Dans mon département du Val-de-Marne, il existe douze structures, dénommées « SAMI », qui assurent les urgences médicales le soir, le week-end et les jours fériés. Ce système fonctionne grâce, d’une part, à l’implication du conseil de l’ordre départemental des médecins ainsi que d’une équipe de médecins volontaires et, d’autre part, à l’engagement de collectivités, qui participent à certains frais. Mais, aujourd’hui, ces médecins volontaires ont vieilli et ne trouvent pas de relève. Le fait que les SAMI soient labellisés PASI ne changera rien à l’affaire.
Il serait d’ailleurs peut-être temps, monsieur le secrétaire d’État, de revenir sur le décret Mattei, qui a supprimé les gardes des médecins le soir et le week-end.
M. René-Paul Savary. Ah oui !
Mme Laurence Cohen.
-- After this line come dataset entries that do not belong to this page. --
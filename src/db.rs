use anyhow::{Context, Result};
use sqlx::sqlite::{
    SqliteConnectOptions, SqliteJournalMode, SqlitePool, SqlitePoolOptions, SqliteSynchronous,
};
use std::time::Duration;

use crate::config::Config;

/// Parse workers write concurrently; a writer waits this long for the lock.
const BUSY_TIMEOUT: Duration = Duration::from_secs(30);

/// Open the SQLite database named in `[db] path`, creating it and its parent
/// directory if missing. WAL mode lets readers run during a build.
pub async fn connect(config: &Config) -> Result<SqlitePool> {
    let db_path = &config.db.path;

    if let Some(parent) = db_path.parent() {
        if !parent.as_os_str().is_empty() {
            std::fs::create_dir_all(parent)
                .with_context(|| format!("Failed to create {}", parent.display()))?;
        }
    }

    let options = SqliteConnectOptions::new()
        .filename(db_path)
        .create_if_missing(true)
        .foreign_keys(true)
        .journal_mode(SqliteJournalMode::Wal)
        .synchronous(SqliteSynchronous::Normal)
        .busy_timeout(BUSY_TIMEOUT);

    SqlitePoolOptions::new()
        .max_connections(5)
        .connect_with(options)
        .await
        .with_context(|| format!("Failed to open database {}", db_path.display()))
}
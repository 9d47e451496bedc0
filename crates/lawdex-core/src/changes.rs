//! Change detection: diff a corpus scan against the file registry.

use std::collections::{HashMap, HashSet};

use crate::error::BuildError;
use crate::models::{is_valid_hash, FileRecord, Status};

/// A corpus file as seen by a scan.
#[derive(Debug, Clone, PartialEq, Eq)]
pub struct ScannedFile {
    /// Path relative to the corpus root, `/`-separated.
    pub path: String,
    pub content_hash: String,
    /// File stem, used as the first document's title.
    pub title: String,
}

/// Classification of every scanned and registered file.
#[derive(Debug, Clone, Default, PartialEq)]
pub struct ChangeSet {
    /// Not in the registry, or archived and back on disk.
    pub new: Vec<ScannedFile>,
    /// Active in the registry with a different hash.
    pub modified: Vec<ScannedFile>,
    /// Active in the registry, gone from disk.
    pub deleted: Vec<FileRecord>,
    pub unchanged: Vec<ScannedFile>,
}

impl ChangeSet {
    /// Files that need parsing, new first, each group sorted by path.
    pub fn to_parse(&self) -> impl Iterator<Item = &ScannedFile> {
        self.new.iter().chain(self.modified.iter())
    }

    pub fn is_empty(&self) -> bool {
        self.new.is_empty() && self.modified.is_empty() && self.deleted.is_empty()
    }
}

/// Diff `scanned` against `registry`.
///
/// Fails with [`BuildError::RegistryCorruption`] when the registry holds
/// duplicate paths or an active entry with a malformed hash; such a
/// registry is reported rather than patched.
pub fn detect_changes(
    scanned: &[ScannedFile],
    registry: &[FileRecord],
) -> Result<ChangeSet, BuildError> {
    let mut known: HashMap<&str, &FileRecord> = HashMap::with_capacity(registry.len());
    for record in registry {
        if known.insert(record.path.as_str(), record).is_some() {
            return Err(BuildError::RegistryCorruption(format!(
                "duplicate registry entry for {}",
                record.path
            )));
        }
        if record.status == Status::Active && !is_valid_hash(&record.content_hash) {
            return Err(BuildError::RegistryCorruption(format!(
                "malformed hash {:?} for {}",
                record.content_hash, record.path
            )));
        }
    }

    let mut changes = ChangeSet::default();
    let mut seen: HashSet<&str> = HashSet::with_capacity(scanned.len());
    for file in scanned {
        seen.insert(file.path.as_str());
        match known.get(file.path.as_str()) {
            None => changes.new.push(file.clone()),
            Some(record) if record.status == Status::Archived => changes.new.push(file.clone()),
            Some(record) if record.content_hash != file.content_hash => {
                changes.modified.push(file.clone())
            }
            Some(_) => changes.unchanged.push(file.clone()),
        }
    }
    for record in registry {
        if record.status == Status::Active && !seen.contains(record.path.as_str()) {
            changes.deleted.push(record.clone());
        }
    }

    changes.new.sort_by(|a, b| a.path.cmp(&b.path));
    changes.modified.sort_by(|a, b| a.path.cmp(&b.path));
    changes.deleted.sort_by(|a, b| a.path.cmp(&b.path));
    changes.unchanged.sort_by(|a, b| a.path.cmp(&b.path));
    Ok(changes)
}
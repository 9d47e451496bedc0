//! Semantic (nearest-vector) index.
//!
//! [`FlatVectorIndex`] is an exact inner-product index over normalized
//! vectors, so scores are cosine similarities. It holds an immutable
//! [`VectorSnapshot`] behind an `Arc`; a rebuild constructs the next
//! snapshot off to the side and swaps it in.

use std::sync::{Arc, RwLock};

use anyhow::{anyhow, bail, Result};
use async_trait::async_trait;

/// A vector index over chunk ids.
///
/// `search` returns `(chunk id, similarity)` best-first, ties broken by id
/// ascending. Searching an index that was never built is an error.
#[async_trait]
pub trait SemanticIndex: Send + Sync {
    async fn upsert(&self, id: i64, vector: Vec<f32>) -> Result<()>;
    async fn delete(&self, id: i64) -> Result<()>;
    async fn search(&self, query: &[f32], k: usize) -> Result<Vec<(i64, f64)>>;
    /// Replace the whole index with `entries`.
    async fn rebuild(&self, entries: Vec<(i64, Vec<f32>)>) -> Result<()>;
    async fn is_built(&self) -> Result<bool>;
}

fn normalize(mut v: Vec<f32>) -> Vec<f32> {
    let norm = v.iter().map(|x| x * x).sum::<f32>().sqrt();
    if norm > f32::EPSILON {
        for x in &mut v {
            *x /= norm;
        }
    }
    v
}

/// Immutable set of normalized vectors sorted by chunk id.
#[derive(Debug, Clone, Default, PartialEq)]
pub struct VectorSnapshot {
    dims: usize,
    entries: Vec<(i64, Vec<f32>)>,
}

impl VectorSnapshot {
    /// Normalize and sort `entries`. All vectors must share one dimension.
    pub fn from_entries(entries: Vec<(i64, Vec<f32>)>) -> Result<Self> {
        let dims = entries.first().map(|(_, v)| v.len()).unwrap_or(0);
        let mut normalized = Vec::with_capacity(entries.len());
        for (id, v) in entries {
            if v.len() != dims {
                bail!(
                    "vector for chunk {} has {} dims, expected {}",
                    id,
                    v.len(),
                    dims
                );
            }
            normalized.push((id, normalize(v)));
        }
        normalized.sort_by_key(|(id, _)| *id);
        normalized.dedup_by_key(|(id, _)| *id);
        Ok(Self {
            dims,
            entries: normalized,
        })
    }

    pub fn dims(&self) -> usize {
        self.dims
    }

    pub fn len(&self) -> usize {
        self.entries.len()
    }

    pub fn is_empty(&self) -> bool {
        self.entries.is_empty()
    }

    pub fn entries(&self) -> &[(i64, Vec<f32>)] {
        &self.entries
    }

    pub fn search(&self, query: &[f32], k: usize) -> Result<Vec<(i64, f64)>> {
        if self.entries.is_empty() {
            return Ok(Vec::new());
        }
        if query.len() != self.dims {
            bail!(
                "query vector has {} dims, index has {}",
                query.len(),
                self.dims
            );
        }
        let q = normalize(query.to_vec());
        let mut scored: Vec<(i64, f64)> = self
            .entries
            .iter()
            .map(|(id, v)| {
                let dot: f32 = v.iter().zip(q.iter()).map(|(a, b)| a * b).sum();
                (*id, dot as f64)
            })
            .collect();
        scored.sort_by(|a, b| b.1.total_cmp(&a.1).then(a.0.cmp(&b.0)));
        scored.truncate(k);
        Ok(scored)
    }

    fn upsert(&mut self, id: i64, vector: Vec<f32>) -> Result<()> {
        if self.entries.is_empty() {
            self.dims = vector.len();
        } else if vector.len() != self.dims {
            bail!("vector has {} dims, index has {}", vector.len(), self.dims);
        }
        let v = normalize(vector);
        match self.entries.binary_search_by_key(&id, |(i, _)| *i) {
            Ok(pos) => self.entries[pos].1 = v,
            Err(pos) => self.entries.insert(pos, (id, v)),
        }
        Ok(())
    }

    fn delete(&mut self, id: i64) {
        if let Ok(pos) = self.entries.binary_search_by_key(&id, |(i, _)| *i) {
            self.entries.remove(pos);
        }
    }
}

/// Exact in-memory semantic index.
#[derive(Default)]
pub struct FlatVectorIndex {
    snapshot: RwLock<Option<Arc<VectorSnapshot>>>,
}

impl FlatVectorIndex {
    pub fn new() -> Self {
        Self::default()
    }

    /// Install a prepared snapshot, replacing whatever was live.
    pub fn install(&self, snapshot: VectorSnapshot) -> Result<()> {
        let mut guard = self
            .snapshot
            .write()
            .map_err(|_| anyhow!("semantic index lock poisoned"))?;
        *guard = Some(Arc::new(snapshot));
        Ok(())
    }

    /// The live snapshot, if any.
    pub fn snapshot(&self) -> Result<Option<Arc<VectorSnapshot>>> {
        self.snapshot
            .read()
            .map(|s| s.clone())
            .map_err(|_| anyhow!("semantic index lock poisoned"))
    }

    fn update(&self, f: impl FnOnce(&mut VectorSnapshot) -> Result<()>) -> Result<()> {
        let mut guard = self
            .snapshot
            .write()
            .map_err(|_| anyhow!("semantic index lock poisoned"))?;
        let snapshot = guard.get_or_insert_with(Default::default);
        f(Arc::make_mut(snapshot))
    }
}

#[async_trait]
impl SemanticIndex for FlatVectorIndex {
    async fn upsert(&self, id: i64, vector: Vec<f32>) -> Result<()> {
        self.update(|s| s.upsert(id, vector))
    }

    async fn delete(&self, id: i64) -> Result<()> {
        self.update(|s| {
            s.delete(id);
            Ok(())
        })
    }

    async fn search(&self, query: &[f32], k: usize) -> Result<Vec<(i64, f64)>> {
        match self.snapshot()? {
            Some(snapshot) => snapshot.search(query, k),
            None => bail!("semantic index has not been built"),
        }
    }

    async fn rebuild(&self, entries: Vec<(i64, Vec<f32>)>) -> Result<()> {
        let fresh = VectorSnapshot::from_entries(entries)?;
        self.install(fresh)
    }

    async fn is_built(&self) -> Result<bool> {
        Ok(self.snapshot()?.is_some())
    }
}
Sachant votre qualité d’écoute, je compte sur vous pour faire remonter ce vœu à M. le ministre des solidarités et de la santé.
Cette proposition de loi cherche à trouver une solution, en distinguant les soins urgents des soins immédiats, qui n’entraîneraient pas de risque pour la survie des patientes et des patients. Pour y parvenir, elle propose d’associer plus fortement les professionnels de santé de proximité autour d’un plateau technique et au sein d’une CPTS, ce qui concerne notamment les maisons de santé et les centres de santé.
Mes chers collègues, pour avoir parcouru l’ensemble du territoire et avoir visité plus de cent trente établissements, dans l’Hexagone et dans les territoires ultramarins, avec les collègues de mon groupe et nos homologues de l’Assemblée nationale, je considère qu’il faudrait que les ARS aident les maires, sur les plans financier comme logistique. En effet, nos édiles se sentent bien seuls au moment où ils décident d’implanter des centres de santé sur leur territoire.
En fait, les différents plans qui se sont succédé, notamment lors du passage de Mme Buzyn au ministère, n’ont pas rompu avec la logique de restrictions budgétaires qui plombe notre système de santé. Le plan Ma santé 2022 met notamment à mal les hôpitaux de proximité, en remettant en cause leurs missions, et porte un coup à la continuité des soins.
Monsieur le secrétaire d’État, j’ai participé, hier, avec plusieurs de mes collègues, à une rencontre avec le ministre des solidarités et de la santé et ses services dans le cadre du Ségur de la santé. Fort des propositions des professionnels de santé, particulièrement mobilisés depuis plus d’un an et des enseignements de la pandémie du Covid-19, le Gouvernement va-t-il enfin remettre à plat l’intégralité de notre système de soins ?
Les solutions passent, en plus de ce que j’ai énoncé, par l’augmentation globale du budget de l’hôpital – vous savez que nous avons des propositions de nouveaux financements pour y parvenir –, l’ouverture de lits d’amont et d’aval des urgences et la revalorisation des professionnels de santé et du médico-social, avec une augmentation de leurs salaires et une progression de leur statut. Il ne suffit pas de dire, dans cet hémicycle, que l’on soutient les professionnels. Il ne suffit pas de se payer de mots. Il faut aller sur place, les assurer de ce soutien et relayer leurs revendications ici même.
On voit bien que le problème est global et qu’il ne peut en rien être résolu par une proposition de loi. Parce que nous ne pouvons ignorer la gravité de la crise de notre système de santé, nous ne pouvons nous contenter d’un sparadrap sur une jambe de bois. C’est pourquoi notre groupe votera contre ce texte.